Simon Willison’s Weblog: Quoting Scott Aaronson

Source URL: https://simonwillison.net/2025/Sep/29/scott-aaronson/
Source: Simon Willison’s Weblog
Title: Quoting Scott Aaronson

Feedly Summary: Given a week or two to try out ideas and search the literature, I’m pretty sure that Freek and I could’ve solved this problem ourselves. Instead, though, I simply asked GPT5-Thinking. After five minutes, it gave me something confident, plausible-looking, and (I could tell) wrong. But rather than laughing at the silly AI like a skeptic might do, I told GPT5 how I knew it was wrong. It thought some more, apologized, and tried again, and gave me something better. So it went for a few iterations, much like interacting with a grad student or colleague. […]
Now, in September 2025, I’m here to tell you that AI has finally come for what my experience tells me is the most quintessentially human of all human intellectual activities: namely, proving oracle separations between quantum complexity classes. Right now, it almost certainly can’t write the whole research paper (at least if you want it to be correct and good), but it can help you get unstuck if you otherwise know what you’re doing, which you might call a sweet spot.
— Scott Aaronson, UT Austin Quantum Information Center
Tags: gpt-5, quantum-computing, generative-ai, llm-reasoning, ai, llms

AI Summary and Description: Yes

Summary: The text illustrates a practical experience of utilizing AI, specifically GPT-5, to assist in complex intellectual tasks related to quantum computing and problem-solving. It highlights the collaborative potential of AI in academic settings, showcasing its capability to refine ideas and enhance the creative process despite inherent limitations.

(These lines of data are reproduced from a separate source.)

#![deny(clippy::implicit_return)]
#![allow(clippy::needless_return)]

mod application;
mod configuration;
mod domain;
mod infrastructure;

use std::env;
use std::path;
use std::process;

use anyhow::bail;
use anyhow::Error;
use anyhow::Result;
use domain::models::Action;
use domain::models::Event;
use infrastructure::backends::BackendManager;
use owo_colors::OwoColorize;
use tokio::sync::mpsc;

use crate::application::cli;
use crate::application::cli::RunMode;
use crate::application::console;
use crate::configuration::Config;
use crate::configuration::ConfigKey;
use crate::domain::services::actions::ActionsService;
use crate::domain::services::LocalStore;
use crate::domain::services::Orchestrator;
use crate::domain::services::PipelineOutcome;

fn handle_error(err: Error) {
    eprintln!(
        "{}",
        format!(
            "Oh no! Lectern has failed with the following app version and error.\n\nVersion: {}\nError: {:#}",
            env!("CARGO_PKG_VERSION"),
            err
        )
        .red()
    );

    let backtrace = err.backtrace();
    if backtrace.to_string() == "disabled backtrace" {
        let args = env::args().collect::<Vec<String>>().join(" ");
        eprintln!("\nRunning the following writes a debug log that can help explain what went wrong:");
        eprintln!(
            "\nRUST_LOG=lectern {args}\n\nThe log is written to {}/debug.log",
            Config::log_dir()
        );
    } else {
        eprintln!("\n{}", backtrace);
    }

    process::exit(1);
}

fn build_orchestrator(tx: mpsc::UnboundedSender<Event>) -> Result<Orchestrator> {
    let backend = BackendManager::get()?;
    let store = LocalStore::open(path::PathBuf::from(Config::get(ConfigKey::StateFile)));
    return Ok(Orchestrator::new(backend, store, tx));
}

async fn run_summarize(file_path: path::PathBuf) -> Result<()> {
    let (event_tx, event_rx) = mpsc::unbounded_channel::<Event>();
    let orchestrator = build_orchestrator(event_tx)?;
    let theme = orchestrator.state().theme;
    let printer = tokio::spawn(console::drain(event_rx, theme));

    orchestrator.restore_session().await;
    if let Err(err) = orchestrator.refresh_courses().await {
        tracing::warn!(error = ?err, "continuing without a course list");
    }
    let outcome = orchestrator.ingest_file(&file_path).await;

    drop(orchestrator);
    printer.await?;

    if outcome != PipelineOutcome::Completed {
        bail!(format!("Could not summarize {}", file_path.display()));
    }

    return Ok(());
}

async fn run_console() -> Result<()> {
    let (action_tx, mut action_rx) = mpsc::unbounded_channel::<Action>();
    let (event_tx, event_rx) = mpsc::unbounded_channel::<Event>();

    let orchestrator = build_orchestrator(event_tx)?;
    let theme = orchestrator.state().theme;

    let actions_future = tokio::spawn(async move {
        return ActionsService::start(orchestrator, &mut action_rx).await;
    });
    let console_future = console::start(action_tx, event_rx, theme);

    let res = tokio::select!(
        res = actions_future => res?,
        res = console_future => res,
    );

    return res;
}

#[tokio::main]
async fn main() {
    std::panic::set_hook(Box::new(|panic_info| {
        better_panic::Settings::auto().create_panic_handler()(panic_info);
    }));

    let file_appender = tracing_appender::rolling::never(Config::log_dir(), "debug.log");
    let (writer, _guard) = tracing_appender::non_blocking(file_appender);
    if env::var("RUST_LOG")
        .unwrap_or_else(|_| return "".to_string())
        .contains("lectern")
    {
        tracing_subscriber::fmt()
            .json()
            .with_max_level(tracing::Level::DEBUG)
            .with_writer(writer)
            .init();
    }

    let mode = match cli::parse().await {
        Ok(Some(mode)) => mode,
        Ok(None) => process::exit(0),
        Err(err) => {
            handle_error(err);
            return;
        }
    };

    let res = match mode {
        RunMode::Console => run_console().await,
        RunMode::Summarize(file_path) => run_summarize(file_path).await,
    };

    if let Err(err) = res {
        handle_error(err);
    }

    process::exit(0);
}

Detailed Description: The provided content reflects an interaction between a researcher and an advanced AI model (GPT-5) in the context of solving a complex problem in quantum computing. Key insights include:

– **AI’s Role in Intellectual Tasks**: The text discusses how AI can aid in tasks traditionally considered uniquely human, such as proving complex theoretical concepts in quantum computing.
– **Iterative Problem Solving**: The interaction with GPT-5 was iterative, illustrating how AI can improve its responses based on user feedback, akin to collaborating with a graduate student or a colleague.
– **Limitations and Capabilities of AI**: While the AI was unable to produce an entire research paper, it effectively guided the user past specific hurdles, indicating a role for AI in enhancing existing knowledge rather than replacing human intellect completely.
– **Future of AI in Research**: The narrative suggests that AI’s integration into academic research could become more widespread, changing how complex intellectual problems are approached.

This interaction underscores the emerging capability of AI in academia and the lifting of cognitive burdens associated with complex problem-solving, which could have significant implications for how security and compliance professionals in AI-driven sectors consider the integration of AI tools in their workflows. The potential of AI in supporting human intellect could also raise concerns about the accuracy and reliability of AI-generated content, necessitating robust oversight and a deep understanding of the tools in use.